▸ TASK DESCRIPTION
Take the listing that follows and copy it precisely.

▸ EXTRACTED MATERIAL
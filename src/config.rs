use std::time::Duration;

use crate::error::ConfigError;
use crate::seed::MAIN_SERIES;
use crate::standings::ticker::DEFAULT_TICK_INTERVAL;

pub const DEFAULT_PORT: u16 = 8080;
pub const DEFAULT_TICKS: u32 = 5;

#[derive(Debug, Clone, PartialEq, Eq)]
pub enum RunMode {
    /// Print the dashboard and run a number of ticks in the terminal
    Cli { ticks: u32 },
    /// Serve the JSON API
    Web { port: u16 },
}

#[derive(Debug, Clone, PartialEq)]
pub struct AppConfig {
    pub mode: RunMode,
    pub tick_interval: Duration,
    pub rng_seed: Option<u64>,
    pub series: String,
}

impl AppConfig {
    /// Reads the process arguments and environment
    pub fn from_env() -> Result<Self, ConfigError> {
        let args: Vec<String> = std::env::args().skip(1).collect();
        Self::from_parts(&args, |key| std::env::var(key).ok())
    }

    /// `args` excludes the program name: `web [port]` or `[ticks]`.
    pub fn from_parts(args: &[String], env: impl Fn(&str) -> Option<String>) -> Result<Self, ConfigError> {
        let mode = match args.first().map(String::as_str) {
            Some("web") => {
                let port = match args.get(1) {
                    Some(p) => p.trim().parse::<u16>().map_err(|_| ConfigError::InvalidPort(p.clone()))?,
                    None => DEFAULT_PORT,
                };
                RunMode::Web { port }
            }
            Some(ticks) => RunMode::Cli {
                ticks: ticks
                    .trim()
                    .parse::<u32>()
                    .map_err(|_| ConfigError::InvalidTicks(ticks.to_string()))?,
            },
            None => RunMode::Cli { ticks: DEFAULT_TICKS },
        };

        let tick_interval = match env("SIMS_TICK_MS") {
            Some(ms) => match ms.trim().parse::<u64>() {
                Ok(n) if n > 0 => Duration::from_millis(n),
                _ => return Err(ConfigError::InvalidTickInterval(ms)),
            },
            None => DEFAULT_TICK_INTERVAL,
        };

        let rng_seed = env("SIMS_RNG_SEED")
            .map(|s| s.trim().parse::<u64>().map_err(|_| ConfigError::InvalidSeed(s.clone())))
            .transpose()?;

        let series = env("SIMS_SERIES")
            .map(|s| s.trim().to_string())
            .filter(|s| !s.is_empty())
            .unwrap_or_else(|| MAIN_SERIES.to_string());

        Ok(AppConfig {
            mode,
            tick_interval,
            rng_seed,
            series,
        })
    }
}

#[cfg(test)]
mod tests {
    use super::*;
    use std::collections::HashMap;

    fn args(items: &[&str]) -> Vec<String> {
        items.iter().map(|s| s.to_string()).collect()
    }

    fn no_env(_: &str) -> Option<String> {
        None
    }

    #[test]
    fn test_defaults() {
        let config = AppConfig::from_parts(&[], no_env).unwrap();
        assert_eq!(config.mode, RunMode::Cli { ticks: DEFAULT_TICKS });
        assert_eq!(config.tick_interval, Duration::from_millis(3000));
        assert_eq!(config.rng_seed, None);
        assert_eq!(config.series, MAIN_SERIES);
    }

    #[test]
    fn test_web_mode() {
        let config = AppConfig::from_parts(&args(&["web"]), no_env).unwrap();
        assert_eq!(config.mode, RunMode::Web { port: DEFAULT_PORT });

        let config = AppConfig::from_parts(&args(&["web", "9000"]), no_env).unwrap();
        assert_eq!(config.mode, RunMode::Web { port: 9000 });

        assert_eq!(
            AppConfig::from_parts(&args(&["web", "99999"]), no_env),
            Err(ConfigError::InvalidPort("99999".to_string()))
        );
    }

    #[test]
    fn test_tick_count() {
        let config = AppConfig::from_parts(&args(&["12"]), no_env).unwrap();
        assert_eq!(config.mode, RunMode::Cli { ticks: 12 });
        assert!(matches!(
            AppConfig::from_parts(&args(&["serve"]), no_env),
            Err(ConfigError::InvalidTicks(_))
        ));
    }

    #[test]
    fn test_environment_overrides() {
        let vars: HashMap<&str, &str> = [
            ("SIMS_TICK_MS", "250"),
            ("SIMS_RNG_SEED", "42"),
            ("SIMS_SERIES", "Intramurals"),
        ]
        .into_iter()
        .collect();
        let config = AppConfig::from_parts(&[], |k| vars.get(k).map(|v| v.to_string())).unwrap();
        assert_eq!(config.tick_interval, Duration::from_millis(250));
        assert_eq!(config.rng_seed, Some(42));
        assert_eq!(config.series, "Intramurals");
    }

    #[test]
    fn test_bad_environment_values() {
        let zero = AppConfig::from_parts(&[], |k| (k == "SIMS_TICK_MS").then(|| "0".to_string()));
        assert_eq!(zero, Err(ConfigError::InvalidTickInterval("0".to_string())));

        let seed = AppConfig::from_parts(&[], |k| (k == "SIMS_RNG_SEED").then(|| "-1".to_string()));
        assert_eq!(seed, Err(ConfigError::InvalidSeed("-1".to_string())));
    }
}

▸ RESULT FOR THIS TASK
filename src/config.rs
use std::time::Duration;

use crate::error::ConfigError;
use crate::seed::MAIN_SERIES;
use crate::standings::ticker::DEFAULT_TICK_INTERVAL;

pub const DEFAULT_PORT: u16 = 8080;
pub const DEFAULT_TICKS: u32 = 5;

#[derive(Debug, Clone, PartialEq, Eq)]
pub enum RunMode {
    /// Print the dashboard and run a number of ticks in the terminal
    Cli { ticks: u32 },
    /// Serve the JSON API
    Web { port: u16 },
}

#[derive(Debug, Clone, PartialEq)]
pub struct AppConfig {
    pub mode: RunMode,
    pub tick_interval: Duration,
    pub rng_seed: Option<u64>,
    pub series: String,
}

impl AppConfig {
    /// Reads the process arguments and environment
    pub fn from_env() -> Result<Self, ConfigError> {
        let args: Vec<String> = std::env::args().skip(1).collect();
        Self::from_parts(&args, |key| std::env::var(key).ok())
    }

    /// `args` excludes the program name: `web [port]` or `[ticks]`.
    pub fn from_parts(args: &[String], env: impl Fn(&str) -> Option<String>) -> Result<Self, ConfigError> {
        let mode = match args.first().map(String::as_str) {
            Some("web") => {
                let port = match args.get(1) {
                    Some(p) => p.trim().parse::<u16>().map_err(|_| ConfigError::InvalidPort(p.clone()))?,
                    None => DEFAULT_PORT,
                };
                RunMode::Web { port }
            }
            Some(ticks) => RunMode::Cli {
                ticks: ticks
                    .trim()
                    .parse::<u32>()
                    .map_err(|_| ConfigError::InvalidTicks(ticks.to_string()))?,
            },
            None => RunMode::Cli { ticks: DEFAULT_TICKS },
        };

        let tick_interval = match env("SIMS_TICK_MS") {
            Some(ms) => match ms.trim().parse::<u64>() {
                Ok(n) if n > 0 => Duration::from_millis(n),
                _ => return Err(ConfigError::InvalidTickInterval(ms)),
            },
            None => DEFAULT_TICK_INTERVAL,
        };

        let rng_seed = env("SIMS_RNG_SEED")
            .map(|s| s.trim().parse::<u64>().map_err(|_| ConfigError::InvalidSeed(s.clone())))
            .transpose()?;

        let series = env("SIMS_SERIES")
            .map(|s| s.trim().to_string())
            .filter(|s| !s.is_empty())
            .unwrap_or_else(|| MAIN_SERIES.to_string());

        Ok(AppConfig {
            mode,
            tick_interval,
            rng_seed,
            series,
        })
    }
}

#[cfg(test)]
mod tests {
    use super::*;
    use std::collections::HashMap;

    fn args(items: &[&str]) -> Vec<String> {
        items.iter().map(|s| s.to_string()).collect()
    }

    fn no_env(_: &str) -> Option<String> {
        None
    }

    #[test]
    fn test_defaults() {
        let config = AppConfig::from_parts(&[], no_env).unwrap();
        assert_eq!(config.mode, RunMode::Cli { ticks: DEFAULT_TICKS });
        assert_eq!(config.tick_interval, Duration::from_millis(3000));
        assert_eq!(config.rng_seed, None);
        assert_eq!(config.series, MAIN_SERIES);
    }

    #[test]
    fn test_web_mode() {
        let config = AppConfig::from_parts(&args(&["web"]), no_env).unwrap();
        assert_eq!(config.mode, RunMode::Web { port: DEFAULT_PORT });

        let config = AppConfig::from_parts(&args(&["web", "9000"]), no_env).unwrap();
        assert_eq!(config.mode, RunMode::Web { port: 9000 });

        assert_eq!(
            AppConfig::from_parts(&args(&["web", "99999"]), no_env),
            Err(ConfigError::InvalidPort("99999".to_string()))
        );
    }

    #[test]
    fn test_tick_count() {
        let config = AppConfig::from_parts(&args(&["12"]), no_env).unwrap();
        assert_eq!(config.mode, RunMode::Cli { ticks: 12 });
        assert!(matches!(
            AppConfig::from_parts(&args(&["serve"]), no_env),
            Err(ConfigError::InvalidTicks(_))
        ));
    }

    #[test]
    fn test_environment_overrides() {
        let vars: HashMap<&str, &str> = [
            ("SIMS_TICK_MS", "250"),
            ("SIMS_RNG_SEED", "42"),
            ("SIMS_SERIES", "Intramurals"),
        ]
        .into_iter()
        .collect();
        let config = AppConfig::from_parts(&[], |k| vars.get(k).map(|v| v.to_string())).unwrap();
        assert_eq!(config.tick_interval, Duration::from_millis(250));
        assert_eq!(config.rng_seed, Some(42));
        assert_eq!(config.series, "Intramurals");
    }

    #[test]
    fn test_bad_environment_values() {
        let zero = AppConfig::from_parts(&[], |k| (k == "SIMS_TICK_MS").then(|| "0".to_string()));
        assert_eq!(zero, Err(ConfigError::InvalidTickInterval("0".to_string())));

        let seed = AppConfig::from_parts(&[], |k| (k == "SIMS_RNG_SEED").then(|| "-1".to_string()));
        assert_eq!(seed, Err(ConfigError::InvalidSeed("-1".to_string())));
    }
}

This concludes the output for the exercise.